:: Directions ::
Restate the data exactly, with nothing altered.

Dataset entries:
************
//! # Diff Module - Per-Character Classification for Rendering
//!
//! A stateless view over a target text and the characters typed so far. Each
//! target character is classified as pending, correct or incorrect, and the one at
//! the cursor is flagged so the host can draw a caret there.
//!
//! ```rust
//! use rote::diff::{diff, CharClass};
//!
//! let target: Vec<char> = "fn".chars().collect();
//! let typed: Vec<char> = "x".chars().collect();
//!
//! let views: Vec<_> = diff(&target, &typed).collect();
//! assert_eq!(views[0].class, CharClass::Incorrect);
//! assert_eq!(views[1].class, CharClass::Pending);
//! assert!(views[1].has_cursor);
//! ```

/// How a single target character is displayed
#[derive(Debug, Clone, Copy, PartialEq, Eq)]
pub enum CharClass {
    /// Not typed yet
    Pending,
    /// Typed and matching
    Correct,
    /// Typed and different from the target
    Incorrect,
}

/// Rendering information for one target character
#[derive(Debug, Clone, Copy, PartialEq, Eq)]
pub struct CharView {
    pub char: char,
    pub class: CharClass,
    pub has_cursor: bool,
    pub index: usize,
}

/// Classifies the target character at `index`
pub fn classify(target: &[char], typed: &[char], index: usize) -> CharClass {
    match typed.get(index) {
        None => CharClass::Pending,
        Some(char) if target.get(index) == Some(char) => CharClass::Correct,
        Some(_) => CharClass::Incorrect,
    }
}

/// Iterates the target as [`CharView`]s
pub fn diff<'a>(target: &'a [char], typed: &'a [char]) -> DiffIter<'a> {
    DiffIter {
        target,
        typed,
        index: 0,
    }
}

/// Iterator returned by [`diff`]
#[derive(Debug, Clone)]
pub struct DiffIter<'a> {
    target: &'a [char],
    typed: &'a [char],
    index: usize,
}

impl ExactSizeIterator for DiffIter<'_> {}

impl std::iter::FusedIterator for DiffIter<'_> {}

impl Iterator for DiffIter<'_> {
    type Item = CharView;

    fn next(&mut self) -> Option<Self::Item> {
        let char = *self.target.get(self.index)?;
        let view = CharView {
            char,
            class: classify(self.target, self.typed, self.index),
            has_cursor: self.index == self.typed.len(),
            index: self.index,
        };

        self.index += 1;
        Some(view)
    }

    fn size_hint(&self) -> (usize, Option<usize>) {
        let remaining = self.target.len().saturating_sub(self.index);
        (remaining, Some(remaining))
    }
}

/// A laid out line of the target
pub struct LineContext {
    /// Line index relative to the line holding the cursor
    pub active_line_offset: isize,
    pub contents: Vec<CharView>,
}

/// Configuration for line rendering behavior
pub struct LineRenderConfig {
    /// Maximum number of characters per line
    pub line_length: usize,
    /// Whether to allow breaking words in the middle
    pub wrap_words: bool,
    /// Whether to break at newline characters (\n)
    pub break_at_newlines: bool,
}

impl LineRenderConfig {
    pub const fn new(line_length: usize) -> Self {
        Self {
            line_length,
            wrap_words: false,
            break_at_newlines: true,
        }
    }

    pub const fn with_word_wrapping(mut self, wrap_words: bool) -> Self {
        self.wrap_words = wrap_words;
        self
    }

    pub const fn with_newline_breaking(mut self, break_at_newlines: bool) -> Self {
        self.break_at_newlines = break_at_newlines;
        self
    }
}

/// Lays the target out as lines and applies `line_renderer` to each one.
///
/// Code templates break at their own newlines first. Lines longer than
/// `config.line_length` are wrapped at whitespace unless `wrap_words` allows splitting words.
/// Returning `None` from the renderer drops the line.
pub fn render_lines<Line, F: FnMut(LineContext) -> Option<Line>>(
    target: &[char],
    typed: &[char],
    mut line_renderer: F,
    config: LineRenderConfig,
) -> Vec<Line> {
    let line_length = config.line_length.max(1);
    let mut lines = Vec::new();
    let mut current_line = Vec::new();
    let mut current_line_length = 0;
    let mut cursor_line_index = None;

    for view in diff(target, typed) {
        let is_space = view.char == ' ' || view.char == '\t';
        let is_newline = view.char == '\n';

        if view.has_cursor {
            cursor_line_index = Some(lines.len());
        }

        if config.break_at_newlines && is_newline {
            current_line.push(view);
            lines.push(std::mem::take(&mut current_line));
            current_line_length = 0;
            continue;
        }

        // At a space, check whether the next word still fits
        if !config.wrap_words && is_space && current_line_length > 0 {
            let next_word_length = target[view.index + 1..]
                .iter()
                .take_while(|char| !char.is_whitespace())
                .count();

            if current_line_length + 1 + next_word_length > line_length {
                current_line.push(view);
                lines.push(std::mem::take(&mut current_line));
                current_line_length = 0;
                continue;
            }
        }

        if current_line_length >= line_length {
            lines.push(std::mem::take(&mut current_line));
            current_line_length = 0;

            // Cursor moved to the new line along with this character
            if view.has_cursor {
                cursor_line_index = Some(lines.len());
            }
        }

        current_line.push(view);
        current_line_length += 1;
    }

    if !current_line.is_empty() {
        lines.push(current_line);
    }

    // Cursor past the end of the text sits on the last line
    let cursor_line = cursor_line_index.unwrap_or_else(|| lines.len().saturating_sub(1));

    lines
        .into_iter()
        .enumerate()
        .filter_map(|(index, contents)| {
            line_renderer(LineContext {
                active_line_offset: index as isize - cursor_line as isize,
                contents,
            })
        })
        .collect()
}

#[cfg(test)]
mod tests {
    use super::*;

    fn chars(text: &str) -> Vec<char> {
        text.chars().collect()
    }

    fn render_text(target: &str, typed: &str, config: LineRenderConfig) -> Vec<String> {
        render_lines(
            &chars(target),
            &chars(typed),
            |line| Some(line.contents.iter().map(|view| view.char).collect()),
            config,
        )
    }

    #[test]
    fn test_classification() {
        let target = chars("hello");
        let typed = chars("hx");

        let rendered: Vec<String> = diff(&target, &typed)
            .map(|view| {
                let class = match view.class {
                    CharClass::Pending => "pending",
                    CharClass::Correct => "correct",
                    CharClass::Incorrect => "incorrect",
                };
                let cursor = if view.has_cursor { " [cursor]" } else { "" };
                format!("{}:{class}{cursor}", view.char)
            })
            .collect();

        assert_eq!(
            rendered,
            vec![
                "h:correct",
                "e:incorrect",
                "l:pending [cursor]",
                "l:pending",
                "o:pending"
            ]
        );

        let iter = diff(&target, &typed);
        assert_eq!(iter.len(), 5);
        assert_eq!(iter.size_hint(), (5, Some(5)));
    }

    #[test]
    fn test_fully_typed_has_no_cursor() {
        let target = chars("ab");
        let typed = chars("ab");
        assert!(diff(&target, &typed).all(|view| !view.has_cursor));
        assert!(diff(&target, &typed).all(|view| view.class == CharClass::Correct));
    }

    #[test]
    fn test_lines_break_at_newlines() {
        let lines = render_text("fn a() {\n  1\n}", "", LineRenderConfig::new(80));
        assert_eq!(lines, vec!["fn a() {\n", "  1\n", "}"]);
    }

    #[test]
    fn test_lines_wrap_at_words() {
        let lines = render_text("hello world this is a test", "", LineRenderConfig::new(10));
        assert_eq!(lines, vec!["hello ", "world this ", "is a test"]);

        let lines = render_text(
            "hello world",
            "",
            LineRenderConfig::new(4).with_word_wrapping(true),
        );
        assert_eq!(lines, vec!["hell", "o wo", "rld"]);
    }

    #[test]
    fn test_active_line_offset() {
        let target = chars("one\ntwo\nthree");
        let typed = chars("one\nt");

        let offsets = render_lines(
            &target,
            &typed,
            |line| Some(line.active_line_offset),
            LineRenderConfig::new(80),
        );
        assert_eq!(offsets, vec![-1, 0, 1]);

        // Ghost lines can be dropped by the renderer
        let visible = render_lines(
            &target,
            &typed,
            |line| (line.active_line_offset >= 0).then_some(line.contents.len()),
            LineRenderConfig::new(80),
        );
        assert_eq!(visible, vec![4, 5]);
    }
}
************
:: Answer to this exercise ::
//! # Diff Module - Per-Character Classification for Rendering
//!
//! A stateless view over a target text and the characters typed so far. Each
//! target character is classified as pending, correct or incorrect, and the one at
//! the cursor is flagged so the host can draw a caret there.
//!
//! ```rust
//! use rote::diff::{diff, CharClass};
//!
//! let target: Vec<char> = "fn".chars().collect();
//! let typed: Vec<char> = "x".chars().collect();
//!
//! let views: Vec<_> = diff(&target, &typed).collect();
//! assert_eq!(views[0].class, CharClass::Incorrect);
//! assert_eq!(views[1].class, CharClass::Pending);
//! assert!(views[1].has_cursor);
//! ```

/// How a single target character is displayed
#[derive(Debug, Clone, Copy, PartialEq, Eq)]
pub enum CharClass {
    /// Not typed yet
    Pending,
    /// Typed and matching
    Correct,
    /// Typed and different from the target
    Incorrect,
}

/// Rendering information for one target character
#[derive(Debug, Clone, Copy, PartialEq, Eq)]
pub struct CharView {
    pub char: char,
    pub class: CharClass,
    pub has_cursor: bool,
    pub index: usize,
}

/// Classifies the target character at `index`
pub fn classify(target: &[char], typed: &[char], index: usize) -> CharClass {
    match typed.get(index) {
        None => CharClass::Pending,
        Some(char) if target.get(index) == Some(char) => CharClass::Correct,
        Some(_) => CharClass::Incorrect,
    }
}

/// Iterates the target as [`CharView`]s
pub fn diff<'a>(target: &'a [char], typed: &'a [char]) -> DiffIter<'a> {
    DiffIter {
        target,
        typed,
        index: 0,
    }
}

/// Iterator returned by [`diff`]
#[derive(Debug, Clone)]
pub struct DiffIter<'a> {
    target: &'a [char],
    typed: &'a [char],
    index: usize,
}

impl ExactSizeIterator for DiffIter<'_> {}

impl std::iter::FusedIterator for DiffIter<'_> {}

impl Iterator for DiffIter<'_> {
    type Item = CharView;

    fn next(&mut self) -> Option<Self::Item> {
        let char = *self.target.get(self.index)?;
        let view = CharView {
            char,
            class: classify(self.target, self.typed, self.index),
            has_cursor: self.index == self.typed.len(),
            index: self.index,
        };

        self.index += 1;
        Some(view)
    }

    fn size_hint(&self) -> (usize, Option<usize>) {
        let remaining = self.target.len().saturating_sub(self.index);
        (remaining, Some(remaining))
    }
}

/// A laid out line of the target
pub struct LineContext {
    /// Line index relative to the line holding the cursor
    pub active_line_offset: isize,
    pub contents: Vec<CharView>,
}

/// Configuration for line rendering behavior
pub struct LineRenderConfig {
    /// Maximum number of characters per line
    pub line_length: usize,
    /// Whether to allow breaking words in the middle
    pub wrap_words: bool,
    /// Whether to break at newline characters (\n)
    pub break_at_newlines: bool,
}

impl LineRenderConfig {
    pub const fn new(line_length: usize) -> Self {
        Self {
            line_length,
            wrap_words: false,
            break_at_newlines: true,
        }
    }

    pub const fn with_word_wrapping(mut self, wrap_words: bool) -> Self {
        self.wrap_words = wrap_words;
        self
    }

    pub const fn with_newline_breaking(mut self, break_at_newlines: bool) -> Self {
        self.break_at_newlines = break_at_newlines;
        self
    }
}

/// Lays the target out as lines and applies `line_renderer` to each one.
///
/// Code templates break at their own newlines first. Lines longer than
/// `config.line_length` are wrapped at whitespace unless `wrap_words` allows splitting words.
/// Returning `None` from the renderer drops the line.
pub fn render_lines<Line, F: FnMut(LineContext) -> Option<Line>>(
    target: &[char],
    typed: &[char],
    mut line_renderer: F,
    config: LineRenderConfig,
) -> Vec<Line> {
    let line_length = config.line_length.max(1);
    let mut lines = Vec::new();
    let mut current_line = Vec::new();
    let mut current_line_length = 0;
    let mut cursor_line_index = None;

    for view in diff(target, typed) {
        let is_space = view.char == ' ' || view.char == '\t';
        let is_newline = view.char == '\n';

        if view.has_cursor {
            cursor_line_index = Some(lines.len());
        }

        if config.break_at_newlines && is_newline {
            current_line.push(view);
            lines.push(std::mem::take(&mut current_line));
            current_line_length = 0;
            continue;
        }

        // At a space, check whether the next word still fits
        if !config.wrap_words && is_space && current_line_length > 0 {
            let next_word_length = target[view.index + 1..]
                .iter()
                .take_while(|char| !char.is_whitespace())
                .count();

            if current_line_length + 1 + next_word_length > line_length {
                current_line.push(view);
                lines.push(std::mem::take(&mut current_line));
                current_line_length = 0;
                continue;
            }
        }

        if current_line_length >= line_length {
            lines.push(std::mem::take(&mut current_line));
            current_line_length = 0;

            // Cursor moved to the new line along with this character
            if view.has_cursor {
                cursor_line_index = Some(lines.len());
            }
        }

        current_line.push(view);
        current_line_length += 1;
    }

    if !current_line.is_empty() {
        lines.push(current_line);
    }

    // Cursor past the end of the text sits on the last line
    let cursor_line = cursor_line_index.unwrap_or_else(|| lines.len().saturating_sub(1));

    lines
        .into_iter()
        .enumerate()
        .filter_map(|(index, contents)| {
            line_renderer(LineContext {
                active_line_offset: index as isize - cursor_line as isize,
                contents,
            })
        })
        .collect()
}

#[cfg(test)]
mod tests {
    use super::*;

    fn chars(text: &str) -> Vec<char> {
        text.chars().collect()
    }

    fn render_text(target: &str, typed: &str, config: LineRenderConfig) -> Vec<String> {
        render_lines(
            &chars(target),
            &chars(typed),
            |line| Some(line.contents.iter().map(|view| view.char).collect()),
            config,
        )
    }

    #[test]
    fn test_classification() {
        let target = chars("hello");
        let typed = chars("hx");

        let rendered: Vec<String> = diff(&target, &typed)
            .map(|view| {
                let class = match view.class {
                    CharClass::Pending => "pending",
                    CharClass::Correct => "correct",
                    CharClass::Incorrect => "incorrect",
                };
                let cursor = if view.has_cursor { " [cursor]" } else { "" };
                format!("{}:{class}{cursor}", view.char)
            })
            .collect();

        assert_eq!(
            rendered,
            vec![
                "h:correct",
                "e:incorrect",
                "l:pending [cursor]",
                "l:pending",
                "o:pending"
            ]
        );

        let iter = diff(&target, &typed);
        assert_eq!(iter.len(), 5);
        assert_eq!(iter.size_hint(), (5, Some(5)));
    }

    #[test]
    fn test_fully_typed_has_no_cursor() {
        let target = chars("ab");
        let typed = chars("ab");
        assert!(diff(&target, &typed).all(|view| !view.has_cursor));
        assert!(diff(&target, &typed).all(|view| view.class == CharClass::Correct));
    }

    #[test]
    fn test_lines_break_at_newlines() {
        let lines = render_text("fn a() {\n  1\n}", "", LineRenderConfig::new(80));
        assert_eq!(lines, vec!["fn a() {\n", "  1\n", "}"]);
    }

    #[test]
    fn test_lines_wrap_at_words() {
        let lines = render_text("hello world this is a test", "", LineRenderConfig::new(10));
        assert_eq!(lines, vec!["hello ", "world this ", "is a test"]);

        let lines = render_text(
            "hello world",
            "",
            LineRenderConfig::new(4).with_word_wrapping(true),
        );
        assert_eq!(lines, vec!["hell", "o wo", "rld"]);
    }

    #[test]
    fn test_active_line_offset() {
        let target = chars("one\ntwo\nthree");
        let typed = chars("one\nt");

        let offsets = render_lines(
            &target,
            &typed,
            |line| Some(line.active_line_offset),
            LineRenderConfig::new(80),
        );
        assert_eq!(offsets, vec![-1, 0, 1]);

        // Ghost lines can be dropped by the renderer
        let visible = render_lines(
            &target,
            &typed,
            |line| (line.active_line_offset >= 0).then_some(line.contents.len()),
            LineRenderConfig::new(80),
        );
        assert_eq!(visible, vec![4, 5]);
    }
}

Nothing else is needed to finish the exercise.